Monday, March 12th, 2012

Small thought concerning the repetition of ”mendow” in my “Sequence for Michael Basinski.”  I think I got the word from Mike.  My small thought was simply that its repetition should make an engagent of the poem scrupulous enough not to just skim grow loopy enough to misread it eventually as “meadow,” and/or misread “owmen” as “omen” and/or “women”–and flow from “women” to “womendow-ment.”  Maybe see the “window,” too, and “mend.”  And see otherway through the whimdow.  Poetic textual distortion.

Words compensate for the inadequacy of the senses.  Except, of course, for nullinguists.

I’ve taken no pills so far today.  (It’s around one in the afternoon.)  I wrote the first two paragraphs of this entry yesterday.  It’s no doubt a fault that, as I notice far from the first time, how I (try to) make sure the most trivial things I say are clear–as in the preceding sentence where I felt compelled to tell my readers that the “first two paragraph” I was speaking of were “of this entry.”  Thinking of my flaws, I’m reminded that my friend Geof Huth wrote of a session he had with a therapist.  I was surprised because every once in a while when I think I’m blithering into some form of mental dysfunction, I think, “Well, I’m no crazier than Geof, and he’s certainly all there.”  If not, it’s only because he’s spread himself too thin; of course, that’s my diagnosis for myself, so I tend to see its applicability everywhere. 

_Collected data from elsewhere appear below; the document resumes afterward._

//! Contexts handed to views during layout, draw and input.
//!
//! Each context exposes only what its phase may touch: layout sets sizes and
//! child positions, draw reads geometry and paints, input mutates state and
//! queues tree edits.

use std::borrow::Cow;

use crate::command::{CommandEvent, CommandKind, Listener, ListenerId, Payload, dispatch_command};
use crate::dispatch::{FocusState, Pending, TreeOp};
use crate::{Canvas, Color, Point, Rect, Result, Size, View, ViewId, ViewTree};

const OVERFLOW_EPSILON: f32 = 0.5;

pub struct LayoutCx<'a> {
    id: ViewId,
    tree: &'a mut ViewTree,
    canvas: &'a dyn Canvas,
    surface_size: Size,
}

/// Lays out `id` against `available` and records the resulting size.
pub(crate) fn layout_view(
    tree: &mut ViewTree,
    canvas: &dyn Canvas,
    surface_size: Size,
    id: ViewId,
    available: Size,
) -> Size {
    debug_assert!(
        available.width >= 0.0 && available.height >= 0.0,
        "negative layout offer {available:?}"
    );
    let mut view = match tree.take_view(id) {
        Ok(v) => v,
        Err(e) => {
            log::warn!("layout skipped: {e}");
            return tree.size(id);
        }
    };
    let size = {
        let mut cx = LayoutCx {
            id,
            tree: &mut *tree,
            canvas,
            surface_size,
        };
        view.layout(&mut cx, available)
    };
    tree.put_view(id, view);
    tree.set_size(id, size);
    if size.width > available.width + OVERFLOW_EPSILON
        || size.height > available.height + OVERFLOW_EPSILON
    {
        log::debug!(
            "'{}' overflows: wants {}x{}, offered {}x{}",
            tree.name(id).unwrap_or("?"),
            size.width,
            size.height,
            available.width,
            available.height
        );
    }
    size
}

impl<'a> LayoutCx<'a> {
    pub fn id(&self) -> ViewId {
        self.id
    }

    pub fn children(&self) -> Vec<ViewId> {
        self.tree.children(self.id).to_vec()
    }

    pub fn hflex(&self) -> bool {
        self.tree.node(self.id).is_some_and(|n| n.hflex)
    }

    pub fn vflex(&self) -> bool {
        self.tree.node(self.id).is_some_and(|n| n.vflex)
    }

    pub fn child_hflex(&self, child: ViewId) -> bool {
        self.tree.node(child).is_some_and(|n| n.hflex)
    }

    pub fn child_vflex(&self, child: ViewId) -> bool {
        self.tree.node(child).is_some_and(|n| n.vflex)
    }

    pub fn layout_child(&mut self, child: ViewId, available: Size) -> Size {
        layout_view(self.tree, self.canvas, self.surface_size, child, available)
    }

    pub fn child_size(&self, child: ViewId) -> Size {
        self.tree.size(child)
    }

    /// Overrides a child's size after its layout (used by stretch alignment).
    pub fn set_child_size(&mut self, child: ViewId, size: Size) {
        self.tree.set_size(child, size);
    }

    pub fn child_position(&self, child: ViewId) -> Point {
        self.tree.position(child)
    }

    pub fn set_child_position(&mut self, child: ViewId, position: Point) {
        if let Some(n) = self.tree.node_mut(child) {
            n.position = position;
        }
    }

    pub fn measure_text(&self, text: &str, font: Option<&str>) -> Size {
        self.canvas.measure_text(text, font)
    }

    /// Logical size of the surface being laid out.
    pub fn surface_size(&self) -> Size {
        self.surface_size
    }
}

pub struct DrawCx<'a> {
    id: ViewId,
    tree: &'a ViewTree,
    canvas: &'a mut dyn Canvas,
    focus: Option<ViewId>,
}

impl<'a> DrawCx<'a> {
    pub(crate) fn new(
        id: ViewId,
        tree: &'a ViewTree,
        canvas: &'a mut dyn Canvas,
        focus: Option<ViewId>,
    ) -> Self {
        Self {
            id,
            tree,
            canvas,
            focus,
        }
    }

    pub fn id(&self) -> ViewId {
        self.id
    }

    pub fn size(&self) -> Size {
        self.tree.size(self.id)
    }

    pub fn bounds(&self) -> Rect {
        self.size().to_rect()
    }

    pub fn tree(&self) -> &ViewTree {
        self.tree
    }

    pub fn has_keyboard_focus(&self) -> bool {
        self.focus == Some(self.id)
    }

    pub fn is_keyboard_focus(&self, id: ViewId) -> bool {
        self.focus == Some(id)
    }

    pub fn canvas(&mut self) -> &mut dyn Canvas {
        &mut *self.canvas
    }

    pub fn fill_background(&mut self, color: Color) {
        let r = self.bounds();
        self.canvas.fill_rect(r, color);
    }

    pub fn stroke_background(&mut self, color: Color) {
        let r = self.bounds();
        self.canvas.stroke_rect(r, color);
    }

    pub fn fill_text(&mut self, text: &str, pos: Point, color: Color) {
        self.canvas.fill_text(text, pos, None, color);
    }

    pub fn measure_text(&self, text: &str, font: Option<&str>) -> Size {
        self.canvas.measure_text(text, font)
    }
}

/// Surface services available to input handlers and command listeners.
pub struct EventCx<'a> {
    pub(crate) id: ViewId,
    pub(crate) tree: &'a mut ViewTree,
    pub(crate) focus: &'a mut FocusState,
    pub(crate) pending: &'a mut Pending,
}

impl<'a> EventCx<'a> {
    pub(crate) fn new(
        id: ViewId,
        tree: &'a mut ViewTree,
        focus: &'a mut FocusState,
        pending: &'a mut Pending,
    ) -> Self {
        Self {
            id,
            tree,
            focus,
            pending,
        }
    }

    /// The view receiving the event (or firing the command).
    pub fn id(&self) -> ViewId {
        self.id
    }

    pub fn size(&self) -> Size {
        self.tree.size(self.id)
    }

    pub fn tree(&self) -> &ViewTree {
        self.tree
    }

    /// Asks for a repaint once the current dispatch completes.
    pub fn request_repaint(&mut self) {
        self.pending.repaint = true;
    }

    pub fn set_keyboard_focus(&mut self, id: ViewId) {
        self.focus.set(id, self.pending);
    }

    /// Clears focus if `id` holds it. Returns `false` otherwise.
    pub fn release_keyboard_focus(&mut self, id: ViewId) -> bool {
        self.focus.release(id, self.pending)
    }

    pub fn is_keyboard_focus(&self, id: ViewId) -> bool {
        self.focus.holder() == Some(id)
    }

    pub fn has_keyboard_focus(&self) -> bool {
        self.is_keyboard_focus(self.id)
    }

    /// Fires a command from the current view to its listeners, synchronously.
    pub fn fire(&mut self, kind: CommandKind, payload: Payload) {
        let event = CommandEvent {
            kind,
            source: self.id,
            payload,
        };
        dispatch_command(self, &event);
    }

    /// Fires a command as if `source` had fired it.
    pub fn fire_from(&mut self, source: ViewId, kind: CommandKind, payload: Payload) {
        let saved = std::mem::replace(&mut self.id, source);
        self.fire(kind, payload);
        self.id = saved;
    }

    pub fn on(
        &mut self,
        id: ViewId,
        kind: CommandKind,
        listener: impl FnMut(&mut EventCx<'_>, &CommandEvent) + 'static,
    ) -> Result<ListenerId> {
        self.tree.on(id, kind, Box::new(listener) as Listener)
    }

    pub fn off(&mut self, id: ViewId, kind: CommandKind, listener: ListenerId) -> bool {
        self.tree.off(id, kind, listener)
    }

    pub fn find_by_name(&self, name: &str) -> Option<ViewId> {
        self.tree.find_by_name(name)
    }

    pub fn view_to_surface(&self, pt: Point, id: ViewId) -> Point {
        self.tree.view_to_surface(pt, id)
    }

    pub fn surface_to_view(&self, pt: Point, id: ViewId) -> Point {
        self.tree.surface_to_view(pt, id)
    }

    pub fn children(&self, id: ViewId) -> &[ViewId] {
        self.tree.children(id)
    }

    pub fn parent(&self, id: ViewId) -> Option<ViewId> {
        self.tree.parent(id)
    }

    pub fn view<T: View>(&self, id: ViewId) -> Result<&T> {
        self.tree.view(id)
    }

    /// Typed access to another view. The view currently handling the event
    /// is checked out and reports [`Error::ViewBusy`](crate::Error::ViewBusy).
    pub fn view_mut<T: View>(&mut self, id: ViewId) -> Result<&mut T> {
        self.tree.view_mut(id)
    }

    /// Runs `f` on another view with a context targeting it, so the view can
    /// fire its own commands.
    pub fn with_view_mut<T: View, R>(
        &mut self,
        id: ViewId,
        f: impl FnOnce(&mut T, &mut EventCx<'_>) -> R,
    ) -> Result<R> {
        // Type check before checkout so a mismatch leaves the tree untouched.
        self.tree.view_mut::<T>(id)?;
        let mut boxed = self.tree.take_view(id)?;
        let out = {
            let mut cx = EventCx::new(id, self.tree, self.focus, self.pending);
            crate::view::downcast_mut::<T>(boxed.as_mut()).map(|v| f(v, &mut cx))
        };
        self.tree.put_view(id, boxed);
        out.ok_or(crate::Error::WrongViewType {
            id,
            expected: std::any::type_name::<T>(),
        })
    }

    /// Creates a view now and attaches it to `parent` once dispatch completes.
    pub fn add_child(&mut self, parent: ViewId, view: impl View) -> ViewId {
        let child = self.tree.insert(view);
        self.pending.ops.push(TreeOp::Attach {
            parent,
            child,
            index: None,
        });
        child
    }

    pub fn insert_child(&mut self, parent: ViewId, index: usize, view: impl View) -> ViewId {
        let child = self.tree.insert(view);
        self.pending.ops.push(TreeOp::Attach {
            parent,
            child,
            index: Some(index),
        });
        child
    }

    /// Queues removal of `child`. Returns `false` if it is not currently a
    /// child of `parent`.
    pub fn remove_child(&mut self, parent: ViewId, child: ViewId) -> bool {
        if !self.tree.find_child(parent, child) {
            return false;
        }
        self.pending.ops.push(TreeOp::Remove { parent, child });
        true
    }

    pub fn clear_children(&mut self, parent: ViewId) {
        self.pending.ops.push(TreeOp::Clear { parent });
    }

    pub fn set_visible(&mut self, id: ViewId, visible: bool) -> Result<()> {
        self.tree.set_visible(id, visible)
    }

    pub fn set_position(&mut self, id: ViewId, position: Point) -> Result<()> {
        self.tree.set_position(id, position)
    }

    pub fn set_name(&mut self, id: ViewId, name: impl Into<Cow<'static, str>>) -> Result<()> {
        self.tree.set_name(id, name)
    }
}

I have a bias against therapists, but on reflection, I do see that one might be helpful the same way a tennis coach is (or an editor)–by seeing what you’re doing without realizing it that may be wrong, and maybe showing you a way to practice doing a different way that may be more effective.  Simple empathy can be helpful, too.  All the therapeutic mumbo-jumbo seems to me almost entirely idiotic, though.  It seems to me serious problems can only be remedied by surgery or drugs.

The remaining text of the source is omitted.